A Coreia do Norte implementou uma mudança significativa em sua estratégia de Estado ao eliminar da sua Constituição qualquer referência à reunificação com a Coreia do Sul, definindo oficialmente sua relação com o vizinho como a de dois países distintos.
Esta revisão, divulgada por Seul na quarta-feira, reflete anos de endurecimento político sob o regime de Kim Jong-un e estabelece a doutrina de dois Estados hostis na legislação fundamental do país.

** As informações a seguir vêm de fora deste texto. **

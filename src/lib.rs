//! BossArena - Boss Encounter Orchestration Engine
//!
//! Drives 2D action-game boss fights: HP-phased command selection, timed attack scripts,
//! funnel and projectile sub-actors, and the encounter lifecycle. The engine itself
//! (`encounter`, `bosses`) is framework-independent; `combat` runs it inside bevy.
//!
//! This library exposes the engine and its harnesses for testing and reuse.

pub mod bosses;
pub mod cli;
pub mod combat;
pub mod config;
pub mod encounter;
pub mod headless;
pub mod view;

// Re-export commonly used types
pub use combat::log::{EncounterLog, EncounterLogEventType};
pub use combat::EncounterPlugin;
pub use config::{BossKind, BossRoster};
pub use encounter::{Encounter, Lifecycle};
pub use headless::{FightResult, HeadlessFightConfig};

A nova Constituição, aprovada em Março de 2026 durante uma reunião da Assembleia Popular Suprema, deixa de lado a cláusula que proclamava o objectivo de “alcançar a unificação da pátria”, a qual, por décadas, expressou a narrativa oficial que considerava as duas Coreias como uma nação dividida artificialmente.
O documento, conforme informado pelo Ministério da Unificação da Coreia do Sul, introduz pela primeira vez uma cláusula territorial explícita, apontando que o território da Coreia do Norte inclui as áreas “limitrofes à República Popular da China e à Federação da Rússia ao norte, bem como à República da Coreia ao sul”. O texto utiliza, de maneira significativa, o nome oficial do Estado sul-coreano.
Além disso, a nova legislação abrange as águas territoriais e o espaço aéreo correspondentes, enfatizando que o país “não tolerará jamais qualquer violação de seu território”. No entanto, não são delineadas de forma precisa as fronteiras com o sul, nem são mencionadas as disputas marítimas existentes.
O professor Lee Jung-chul, da Universidade Nacional de Seul, ressalta que esta é a primeira vez que a Constituição norte-coreana incorpora formalmente uma cláusula territorial, representando uma mudança estrutural na maneira como o regime define sua soberania. Este desenvolvimento levanta questões sobre o futuro das relações intercoreanas e a possibilidade de diálogo entre os dois países, que permanece bloqueado neste momento.